Il Matthew Boulton II testimonia il particolare approccio progettuale di Giuseppe Chigiotti, figura atipica nel panorama del design italiano, capace di coniugare l’attività di architetto, docente universitario, storico del design e progettista.
La sua profonda conoscenza della storia degli oggetti non rappresenta mai un semplice patrimonio teorico, ma diventa materia viva del progetto.
Chigiotti appartiene infatti a quella ristretta schiera di designer che non cercano l’innovazione attraverso la rottura con il passato, bensì attraverso la sua interpretazione critica, dimostrando come la storia possa costituire una straordinaria risorsa creativa.
L’ispirazione nasce dalla figura di Matthew Boulton, imprenditore, orafo e industriale inglese del XVIII secolo, tra i protagonisti della prima industrializzazione delle arti applicate.
Chigiotti non ne riprende semplicemente il linguaggio formale, ma ne interpreta il pensiero: la capacità di coniugare qualità artigianale, produzione industriale ed eleganza senza tempo. Il progetto non è quindi una citazione nostalgica, ma una rilettura contemporanea di un archetipo, nella quale il passato diventa uno strumento per generare un oggetto nuovo.
Realizzato in ottone con finitura in nichel lucido, il candelabro è disponibile in due altezze, 32 e 16 centimetri. I cinque bracci emergono dinamicamente dal corpo centrale senza mai toccarsi, si sviluppano con naturalezza e terminano nei portacandele conici, evocando la crescita organica dei rami di un albero.
Chigiotti sviluppò il progetto in due diverse interpretazioni: la versione I, caratterizzata da un andamento più slanciato, e la versione II, nella quale il disegno assume un movimento più morbido e sinuoso.
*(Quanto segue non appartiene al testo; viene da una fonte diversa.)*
use std::collections::BTreeMap;

use serde::{Deserialize, Serialize};

use super::buffer::{MAX_BUFFERED_SNAPSHOTS, MIN_BUFFERED_SNAPSHOTS};
use super::entity::{ClientId, ClientState, Transform};
use super::world::Snapshot;

pub const DEFAULT_SNAPSHOT_RATE: u32 = 60;

#[derive(Debug, Clone, Copy, PartialEq, Serialize, Deserialize)]
#[serde(default)]
pub struct InterpolationConfig {
    pub min_buffered_snapshots: usize,
    pub max_buffered_snapshots: usize,
    pub snapshot_rate: u32,
}

impl Default for InterpolationConfig {
    fn default() -> Self {
        Self {
            min_buffered_snapshots: MIN_BUFFERED_SNAPSHOTS,
            max_buffered_snapshots: MAX_BUFFERED_SNAPSHOTS,
            snapshot_rate: DEFAULT_SNAPSHOT_RATE,
        }
    }
}

impl InterpolationConfig {
    pub fn send_interval(&self) -> f32 {
        if self.snapshot_rate == 0 {
            return 0.0;
        }
        1.0 / self.snapshot_rate as f32
    }
}

/// Fraction of the send interval covered by `elapsed`, clamped to `[0, 1]`.
pub fn interpolation_ratio(elapsed: f32, send_interval: f32) -> f32 {
    if send_interval <= 0.0 {
        return 1.0;
    }
    (elapsed / send_interval).clamp(0.0, 1.0)
}

#[derive(Debug, Clone, Copy, PartialEq)]
pub struct RemoteEntity {
    pub id: ClientId,
    pub health: i32,
    pub last_known: Transform,
    pub target: Transform,
    pub displayed: Transform,
}

impl RemoteEntity {
    fn adopt(state: &ClientState) -> Self {
        Self {
            id: state.id,
            health: state.health,
            last_known: state.transform,
            target: state.transform,
            displayed: state.transform,
        }
    }
}

/// Moves every remote entity from where it was shown toward the latest promoted snapshot.
#[derive(Debug)]
pub struct Interpolator {
    local: Option<ClientId>,
    entities: BTreeMap<ClientId, RemoteEntity>,
    elapsed: f32,
    send_interval: f32,
}

impl Interpolator {
    pub fn new(send_interval: f32) -> Self {
        Self {
            local: None,
            entities: BTreeMap::new(),
            elapsed: 0.0,
            send_interval,
        }
    }

    pub fn set_local(&mut self, id: ClientId) {
        self.local = Some(id);
        self.entities.remove(&id);
    }

    /// Starts tracking a newly announced entity. Ids already tracked keep their current state.
    pub fn track(&mut self, state: &ClientState) {
        if Some(state.id) == self.local {
            return;
        }
        self.entities
            .entry(state.id)
            .or_insert_with(|| RemoteEntity::adopt(state));
    }

    /// One tick: advances the clock, applies a freshly promoted snapshot if any, then blends.
    pub fn advance(&mut self, dt: f32, promoted: Option<&Snapshot>) {
        self.elapsed += dt;
        if let Some(snapshot) = promoted {
            self.apply(snapshot);
        }

        let t = self.ratio();
        for entity in self.entities.values_mut() {
            entity.displayed = entity.last_known.interpolate(&entity.target, t);
        }
    }

    pub fn ratio(&self) -> f32 {
        interpolation_ratio(self.elapsed, self.send_interval)
    }

    pub fn remote(&self, id: ClientId) -> Option<&RemoteEntity> {
        self.entities.get(&id)
    }

    pub fn remotes(&self) -> impl Iterator<Item = &RemoteEntity> {
        self.entities.values()
    }

    pub fn len(&self) -> usize {
        self.entities.len()
    }

    pub fn is_empty(&self) -> bool {
        self.entities.is_empty()
    }

    fn apply(&mut self, snapshot: &Snapshot) {
        self.elapsed = 0.0;
        for entity in self.entities.values_mut() {
            entity.last_known = entity.displayed;
            entity.target = entity.displayed;
        }

        for state in snapshot.iter() {
            if Some(state.id) == self.local {
                continue;
            }
            self.entities
                .entry(state.id)
                .and_modify(|entity| {
                    entity.target = state.transform;
                    entity.health = state.health;
                })
                .or_insert_with(|| RemoteEntity::adopt(state));
        }
    }
}

#[cfg(test)]
mod tests {
    use glam::{Quat, Vec3};

    use super::*;

    const INTERVAL: f32 = 1.0 / 60.0;

    fn at(id: u32, x: f32) -> ClientState {
        ClientState::spawned(
            ClientId(id),
            Transform::new(Vec3::new(x, 0.0, 0.0), Quat::IDENTITY),
        )
    }

    #[test]
    fn ratio_is_clamped() {
        assert_eq!(interpolation_ratio(-1.0, INTERVAL), 0.0);
        assert_eq!(interpolation_ratio(INTERVAL * 2.0, INTERVAL), 1.0);
        assert!((interpolation_ratio(INTERVAL / 2.0, INTERVAL) - 0.5).abs() < 1e-5);
        assert_eq!(interpolation_ratio(0.3, 0.0), 1.0);
        assert_eq!(interpolation_ratio(0.3, -1.0), 1.0);
    }

    #[test]
    fn blends_toward_promoted_snapshot() {
        let mut interpolator = Interpolator::new(INTERVAL);
        interpolator.track(&at(1, 0.0));

        let snapshot = Snapshot::new(vec![at(1, 6.0)]);
        interpolator.advance(INTERVAL, Some(&snapshot));
        assert_eq!(interpolator.remote(ClientId(1)).unwrap().displayed.position.x, 0.0);

        interpolator.advance(INTERVAL / 2.0, None);
        let halfway = interpolator.remote(ClientId(1)).unwrap().displayed.position.x;
        assert!((halfway - 3.0).abs() < 1e-3);

        for _ in 0..10 {
            interpolator.advance(INTERVAL, None);
        }
        assert_eq!(interpolator.remote(ClientId(1)).unwrap().displayed.position.x, 6.0);
    }

    #[test]
    fn next_promotion_starts_from_displayed() {
        let mut interpolator = Interpolator::new(INTERVAL);
        interpolator.track(&at(1, 0.0));
        interpolator.advance(0.0, Some(&Snapshot::new(vec![at(1, 10.0)])));
        interpolator.advance(INTERVAL / 2.0, None);

        interpolator.advance(0.0, Some(&Snapshot::new(vec![at(1, 20.0)])));
        let entity = interpolator.remote(ClientId(1)).unwrap();
        assert!((entity.last_known.position.x - 5.0).abs() < 1e-3);
        assert_eq!(entity.target.position.x, 20.0);
    }

    #[test]
    fn local_entity_is_excluded_and_unknown_adopted() {
        let mut interpolator = Interpolator::new(INTERVAL);
        interpolator.set_local(ClientId(0));
        interpolator.track(&at(0, 1.0));
        assert!(interpolator.is_empty());

        let mut hurt = at(2, 4.0);
        hurt.health = 40;
        interpolator.advance(INTERVAL, Some(&Snapshot::new(vec![at(0, 9.0), hurt])));
        assert!(interpolator.remote(ClientId(0)).is_none());
        let adopted = interpolator.remote(ClientId(2)).unwrap();
        assert_eq!(adopted.displayed.position.x, 4.0);
        assert_eq!(adopted.health, 40);
    }

    #[test]
    fn repeated_announcement_keeps_tracked_state() {
        let mut interpolator = Interpolator::new(INTERVAL);
        interpolator.track(&at(1, 0.0));

        let mut moved = at(1, 10.0);
        moved.health = 0;
        interpolator.advance(INTERVAL, Some(&Snapshot::new(vec![moved])));
        interpolator.advance(INTERVAL, None);

        interpolator.track(&at(1, 0.0));
        let entity = interpolator.remote(ClientId(1)).unwrap();
        assert_eq!(entity.displayed.position.x, 10.0);
        assert_eq!(entity.health, 0);
    }
}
La versione più bassa è stata concepita per la tavola, dove la sua altezza contenuta favorisce il contatto visivo e la conversazione tra i commensali, mentre quella più alta acquista una presenza maggiormente scenografica nello spazio domestico.
In entrambe le varianti il candelabro supera la propria funzione originaria per trasformarsi in un piccolo elemento architettonico capace di qualificare l’ambiente.
Non è un caso che un progetto di questa qualità sia stato accolto nel catalogo di Driade, azienda che ha scritto alcune delle pagine più importanti della storia del design italiano, distinguendosi per la capacità di individuare progettisti dotati di una forte identità culturale oltre che formale.
La collaborazione con Driade rappresenta un significativo riconoscimento del lavoro di Chigiotti e conferma il contributo offerto dalla Toscana alla cultura del progetto contemporaneo.
Matthew Boulton II dimostra come anche un oggetto antico e codificato come il candelabro possa essere reinterpretato senza perdere la propria identità.
È questa la lezione più interessante di Giuseppe Chigiotti: innovare non significa necessariamente inventare forme mai viste, ma saper leggere la storia con occhi nuovi, riconoscendone i principi più profondi e trasformandoli in oggetti capaci di parlare al presente.